Information shown:
======
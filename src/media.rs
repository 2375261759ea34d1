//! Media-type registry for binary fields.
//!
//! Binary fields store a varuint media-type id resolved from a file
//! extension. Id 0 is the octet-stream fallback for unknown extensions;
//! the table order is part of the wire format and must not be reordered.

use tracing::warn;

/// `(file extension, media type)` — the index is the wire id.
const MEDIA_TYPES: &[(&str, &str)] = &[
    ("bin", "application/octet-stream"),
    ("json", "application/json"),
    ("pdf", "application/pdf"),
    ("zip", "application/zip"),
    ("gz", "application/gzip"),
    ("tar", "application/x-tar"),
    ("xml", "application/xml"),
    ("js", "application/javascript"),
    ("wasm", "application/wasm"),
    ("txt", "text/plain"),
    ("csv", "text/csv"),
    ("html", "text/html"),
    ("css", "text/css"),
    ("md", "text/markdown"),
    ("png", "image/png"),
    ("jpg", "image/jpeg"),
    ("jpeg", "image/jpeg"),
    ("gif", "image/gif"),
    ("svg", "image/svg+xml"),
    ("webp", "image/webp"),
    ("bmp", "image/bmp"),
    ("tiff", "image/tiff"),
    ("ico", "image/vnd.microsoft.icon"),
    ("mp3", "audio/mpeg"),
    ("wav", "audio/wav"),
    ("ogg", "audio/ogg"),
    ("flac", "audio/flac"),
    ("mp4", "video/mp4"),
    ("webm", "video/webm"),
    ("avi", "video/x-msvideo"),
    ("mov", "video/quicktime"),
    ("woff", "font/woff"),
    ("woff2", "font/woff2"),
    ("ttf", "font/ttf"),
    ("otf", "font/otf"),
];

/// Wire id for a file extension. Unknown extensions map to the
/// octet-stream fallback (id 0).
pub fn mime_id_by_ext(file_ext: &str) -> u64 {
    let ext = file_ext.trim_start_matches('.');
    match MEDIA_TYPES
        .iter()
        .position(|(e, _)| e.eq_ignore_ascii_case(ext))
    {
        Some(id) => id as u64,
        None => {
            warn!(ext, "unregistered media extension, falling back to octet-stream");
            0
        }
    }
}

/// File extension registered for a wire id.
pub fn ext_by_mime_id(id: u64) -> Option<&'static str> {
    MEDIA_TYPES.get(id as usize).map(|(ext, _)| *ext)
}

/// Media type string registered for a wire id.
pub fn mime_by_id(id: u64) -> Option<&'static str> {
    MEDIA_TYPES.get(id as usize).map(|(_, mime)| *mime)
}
======
What you need to do: Word for word, restate the whole of the material above.

Solution to this exercise:
filename src/media.rs
repository 2375261759ea34d1
//! Media-type registry for binary fields.
//!
//! Binary fields store a varuint media-type id resolved from a file
//! extension. Id 0 is the octet-stream fallback for unknown extensions;
//! the table order is part of the wire format and must not be reordered.

use tracing::warn;

/// `(file extension, media type)` — the index is the wire id.
const MEDIA_TYPES: &[(&str, &str)] = &[
    ("bin", "application/octet-stream"),
    ("json", "application/json"),
    ("pdf", "application/pdf"),
    ("zip", "application/zip"),
    ("gz", "application/gzip"),
    ("tar", "application/x-tar"),
    ("xml", "application/xml"),
    ("js", "application/javascript"),
    ("wasm", "application/wasm"),
    ("txt", "text/plain"),
    ("csv", "text/csv"),
    ("html", "text/html"),
    ("css", "text/css"),
    ("md", "text/markdown"),
    ("png", "image/png"),
    ("jpg", "image/jpeg"),
    ("jpeg", "image/jpeg"),
    ("gif", "image/gif"),
    ("svg", "image/svg+xml"),
    ("webp", "image/webp"),
    ("bmp", "image/bmp"),
    ("tiff", "image/tiff"),
    ("ico", "image/vnd.microsoft.icon"),
    ("mp3", "audio/mpeg"),
    ("wav", "audio/wav"),
    ("ogg", "audio/ogg"),
    ("flac", "audio/flac"),
    ("mp4", "video/mp4"),
    ("webm", "video/webm"),
    ("avi", "video/x-msvideo"),
    ("mov", "video/quicktime"),
    ("woff", "font/woff"),
    ("woff2", "font/woff2"),
    ("ttf", "font/ttf"),
    ("otf", "font/otf"),
];

/// Wire id for a file extension. Unknown extensions map to the
/// octet-stream fallback (id 0).
pub fn mime_id_by_ext(file_ext: &str) -> u64 {
    let ext = file_ext.trim_start_matches('.');
    match MEDIA_TYPES
        .iter()
        .position(|(e, _)| e.eq_ignore_ascii_case(ext))
    {
        Some(id) => id as u64,
        None => {
            warn!(ext, "unregistered media extension, falling back to octet-stream");
            0
        }
    }
}

/// File extension registered for a wire id.
pub fn ext_by_mime_id(id: u64) -> Option<&'static str> {
    MEDIA_TYPES.get(id as usize).map(|(ext, _)| *ext)
}

/// Media type string registered for a wire id.
pub fn mime_by_id(id: u64) -> Option<&'static str> {
    MEDIA_TYPES.get(id as usize).map(|(_, mime)| *mime)
}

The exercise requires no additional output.